なぜか読む事は出来るのだが、その点についてはローレライのおかげなのかと思いつつ、こうして暇があれば書く練習を子供達と交えて行っているのだ。
「これ書き難いだろ〜。」
「でも頑張らないと、先生に怒られるよー。」
「そうなんだよなあ…リリア先生おっかないもんなあ……」
下町の人々は人情に厚く、そして叱る時も本気で叱ってくる。
その剣幕は何度体験しても慣れない。
重く深いため息をつきながら、再びルークはガリガリとペンを走らせ始めた。
やがて陽が傾き始める頃になると、子供達は迎えに来た親兄弟に連れられて家路へと帰って行く。

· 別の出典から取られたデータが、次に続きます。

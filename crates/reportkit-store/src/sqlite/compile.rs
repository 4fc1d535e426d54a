use super::codec::{quote, to_sql};
use crate::error::{Error, Result};
use crate::lookup::Lookup;
use crate::query::{Condition, Query, parse_ordering};
use reportkit_types::{FieldKind, Schema, Value, split_path};
use rusqlite::types::Value as SqlValue;

/// `WHERE` body for a query (without the keyword). Empty filters compile to `1`.
pub fn where_clause(query: &Query, params: &mut Vec<SqlValue>) -> Result<String> {
    let parts = query
        .conditions()
        .iter()
        .map(|c| condition(&query.schema, c, params))
        .collect::<Result<Vec<_>>>()?;
    Ok(join(parts, " AND ", "1"))
}

/// `ORDER BY` body. The primary key is always the final tie-breaker.
pub fn order_clause(query: &Query) -> Result<String> {
    let table = quote(&query.schema.table);
    let mut parts = Vec::new();
    for spec in &query.order_by {
        let (path, descending) = parse_ordering(spec);
        let expr = order_expr(&query.schema, &table, &split_path(path), 0)?;
        parts.push(format!("{} {}", expr, if descending { "DESC" } else { "ASC" }));
    }
    parts.push(format!("{}.\"id\" ASC", table));
    Ok(parts.join(", "))
}

fn join(parts: Vec<String>, op: &str, empty: &str) -> String {
    if parts.is_empty() {
        empty.to_string()
    } else {
        format!("({})", parts.join(op))
    }
}

fn unknown(schema: &Schema, path: &[&str]) -> Error {
    Error::UnknownField {
        collection: schema.id.to_string(),
        path: path.join("__"),
    }
}

fn condition(schema: &Schema, cond: &Condition, params: &mut Vec<SqlValue>) -> Result<String> {
    match cond {
        Condition::Pred(pred) => {
            let segments = split_path(&pred.path);
            let null_passes = pred.lookup == Lookup::IsNull && pred.value.is_truthy();
            column_test(schema, &segments, null_passes, params, &mut |col, params| {
                Ok(leaf(col, pred.lookup, &pred.value, params))
            })
        }
        Condition::And(items) => {
            let parts = items
                .iter()
                .map(|c| condition(schema, c, params))
                .collect::<Result<Vec<_>>>()?;
            Ok(join(parts, " AND ", "1"))
        }
        Condition::Or(items) => {
            let parts = items
                .iter()
                .map(|c| condition(schema, c, params))
                .collect::<Result<Vec<_>>>()?;
            Ok(join(parts, " OR ", "0"))
        }
        Condition::Not(inner) => Ok(format!("NOT {}", condition(schema, inner, params)?)),
        Condition::InQuery { path, query } => {
            let segments = split_path(path);
            column_test(schema, &segments, false, params, &mut |col, params| {
                let inner = where_clause(query, params)?;
                Ok(format!(
                    "{} IN (SELECT \"id\" FROM {} WHERE {})",
                    col,
                    quote(&query.schema.table),
                    inner
                ))
            })
        }
    }
}

type LeafFn<'a> = dyn FnMut(&str, &mut Vec<SqlValue>) -> Result<String> + 'a;

/// Walk `segments` across foreign keys, nesting `IN (SELECT ...)` sub-selects,
/// and apply `leaf` to the final column.
fn column_test(
    schema: &Schema,
    segments: &[&str],
    null_passes: bool,
    params: &mut Vec<SqlValue>,
    leaf: &mut LeafFn<'_>,
) -> Result<String> {
    let (first, rest) = segments
        .split_first()
        .ok_or_else(|| unknown(schema, segments))?;
    let field = schema
        .get_field(first)
        .ok_or_else(|| unknown(schema, segments))?;
    let column = quote(&field.column_name());

    if rest.is_empty() {
        return leaf(&column, params);
    }
    let FieldKind::ForeignKey(related) = &field.kind else {
        return Err(unknown(schema, segments));
    };
    let inner = column_test(related, rest, null_passes, params, leaf)?;
    let sub = format!(
        "{} IN (SELECT \"id\" FROM {} WHERE {})",
        column,
        quote(&related.table),
        inner
    );
    if null_passes {
        Ok(format!("({} IS NULL OR {})", column, sub))
    } else {
        Ok(sub)
    }
}

fn leaf(col: &str, lookup: Lookup, value: &Value, params: &mut Vec<SqlValue>) -> String {
    let text = SqlValue::Text(value.to_string());
    match lookup {
        Lookup::Exact if value.is_null() => format!("{} IS NULL", col),
        Lookup::Exact => {
            params.push(to_sql(value));
            format!("{} = ?", col)
        }
        Lookup::IExact => {
            params.push(text);
            format!("LOWER({}) = LOWER(?)", col)
        }
        Lookup::Contains => {
            params.push(text);
            format!("INSTR({}, ?) > 0", col)
        }
        Lookup::IContains => {
            params.push(text);
            format!("INSTR(LOWER({}), LOWER(?)) > 0", col)
        }
        Lookup::StartsWith => {
            params.push(text.clone());
            params.push(text);
            format!("SUBSTR({}, 1, LENGTH(?)) = ?", col)
        }
        Lookup::IStartsWith => {
            params.push(text.clone());
            params.push(text);
            format!("LOWER(SUBSTR({}, 1, LENGTH(?))) = LOWER(?)", col)
        }
        Lookup::EndsWith => {
            params.push(text.clone());
            params.push(text);
            format!("SUBSTR({}, -LENGTH(?)) = ?", col)
        }
        Lookup::IEndsWith => {
            params.push(text.clone());
            params.push(text);
            format!("LOWER(SUBSTR({}, -LENGTH(?))) = LOWER(?)", col)
        }
        Lookup::In => {
            let items: Vec<&Value> = match value {
                Value::List(items) => items.iter().collect(),
                other => vec![other],
            };
            if items.is_empty() {
                return "0".to_string();
            }
            let marks = vec!["?"; items.len()].join(", ");
            params.extend(items.into_iter().map(to_sql));
            format!("{} IN ({})", col, marks)
        }
        Lookup::Gt | Lookup::Gte | Lookup::Lt | Lookup::Lte => {
            let op = match lookup {
                Lookup::Gt => ">",
                Lookup::Gte => ">=",
                Lookup::Lt => "<",
                _ => "<=",
            };
            params.push(to_sql(value));
            format!("{} {} ?", col, op)
        }
        Lookup::IsNull if value.is_truthy() => format!("{} IS NULL", col),
        Lookup::IsNull => format!("{} IS NOT NULL", col),
        Lookup::Range => match value {
            Value::List(bounds) if bounds.len() == 2 => {
                params.push(to_sql(&bounds[0]));
                params.push(to_sql(&bounds[1]));
                format!("{} BETWEEN ? AND ?", col)
            }
            _ => "0".to_string(),
        },
    }
}

fn order_expr(schema: &Schema, owner: &str, segments: &[&str], depth: usize) -> Result<String> {
    let (first, rest) = segments
        .split_first()
        .ok_or_else(|| unknown(schema, segments))?;
    let field = schema
        .get_field(first)
        .ok_or_else(|| unknown(schema, segments))?;
    let column = format!("{}.{}", owner, quote(&field.column_name()));
    if rest.is_empty() {
        return Ok(column);
    }
    let FieldKind::ForeignKey(related) = &field.kind else {
        return Err(unknown(schema, segments));
    };
    let alias = format!("t{}", depth);
    let inner = order_expr(related, &alias, rest, depth + 1)?;
    Ok(format!(
        "(SELECT {} FROM {} AS {} WHERE {}.\"id\" = {})",
        inner,
        quote(&related.table),
        alias,
        alias,
        column
    ))
}

#[cfg(test)]
mod tests {
    use super::*;
    use reportkit_types::FieldDef;
    use std::sync::Arc;

    fn perm() -> Arc<Schema> {
        let ct = Arc::new(
            Schema::new("contenttypes.ContentType", "django_content_type")
                .field(FieldDef::new("app_label", FieldKind::Char)),
        );
        Arc::new(
            Schema::new("auth.Permission", "auth_permission")
                .field(FieldDef::new("name", FieldKind::Char))
                .field(FieldDef::new("content_type", FieldKind::ForeignKey(ct))),
        )
    }

    #[test]
    fn test_relation_filter_becomes_subselect() {
        let mut query = Query::new(perm());
        query
            .kwfilters
            .insert("content_type__app_label".to_string(), Value::from("auth"));
        let mut params = Vec::new();
        let sql = where_clause(&query, &mut params).unwrap();
        assert_eq!(
            sql,
            "(\"content_type_id\" IN (SELECT \"id\" FROM \"django_content_type\" WHERE \"app_label\" = ?))"
        );
        assert_eq!(params, vec![SqlValue::Text("auth".to_string())]);
    }

    #[test]
    fn test_empty_in_matches_nothing() {
        let mut query = Query::new(perm());
        query
            .kwfilters
            .insert("id__in".to_string(), Value::List(vec![]));
        let mut params = Vec::new();
        assert_eq!(where_clause(&query, &mut params).unwrap(), "(0)");
    }

    #[test]
    fn test_order_clause_with_relation() {
        let mut query = Query::new(perm());
        query.order_by = vec!["-content_type__app_label".to_string(), "name".to_string()];
        assert_eq!(
            order_clause(&query).unwrap(),
            "(SELECT t0.\"app_label\" FROM \"django_content_type\" AS t0 WHERE t0.\"id\" = \"auth_permission\".\"content_type_id\") DESC, \
             \"auth_permission\".\"name\" ASC, \"auth_permission\".\"id\" ASC"
        );
    }
}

人の気配が少なくなった部屋を見渡しながら、ルークは使用した筆記類を元の位置に戻した。
「(……何だか、変な感じだ)」
穏やかに過ぎる優しい時間が、本当に愛おしいと思う。
そう感じながらも、何故かどうしようもなく寂しい気持ちにもなった。
「おーい、ルーク。」
「お疲れ様。勉強は、はかどったかい?」
背後から優しい声がかけられる。
それに振り返ると、部屋の扉からユーリとフレンの姿が見えた。
ユーリの方は買い物帰りだったらしく、食材が詰まった袋を抱えている。
対してフレンの方は、珍しく私服の格好をしていた。
いつもの騎士服もまた凛々しい佇まいをしているが、今日はごく普通の青年といった姿に見える。
おそらく、プライベートでやって来たのだろう。
「ユーリ、フレン!」
「ほら帰るぞ。今晩の飯はフレンも一緒な。」
二人の元に駆け寄ろうとした矢先、その言葉に一瞬ピシリと身体が固まる。
フレンが夕食に同席するのは構わない。
むしろ大歓迎だ。
だが決して彼をキッチンに立たせてはいけない。
もうその事については、以前に痛い目を見ている。
「安心しろ、ルーク。何があってもこいつに料理は作らせねぇから。」
ルークが何を思ったのか察したユーリが、重々しく肩を叩きながら真剣な声で言う。
それに思わず安堵した。
「……良かった。」
「ユーリもルークも酷いよ…」
がっくりと肩を落としながらフレンが悲しそうに言う。
それにチクチクと胸が痛むものの、家にはラピードもいるのだ。
動物虐めは良くない。
よって、フレンには大人しく待っててもらうとしよう。
そんな事を考えながら、片付けを終えて先生に挨拶を済ませると、ルークはユーリやフレンと共に夕日に染まった町中に出た。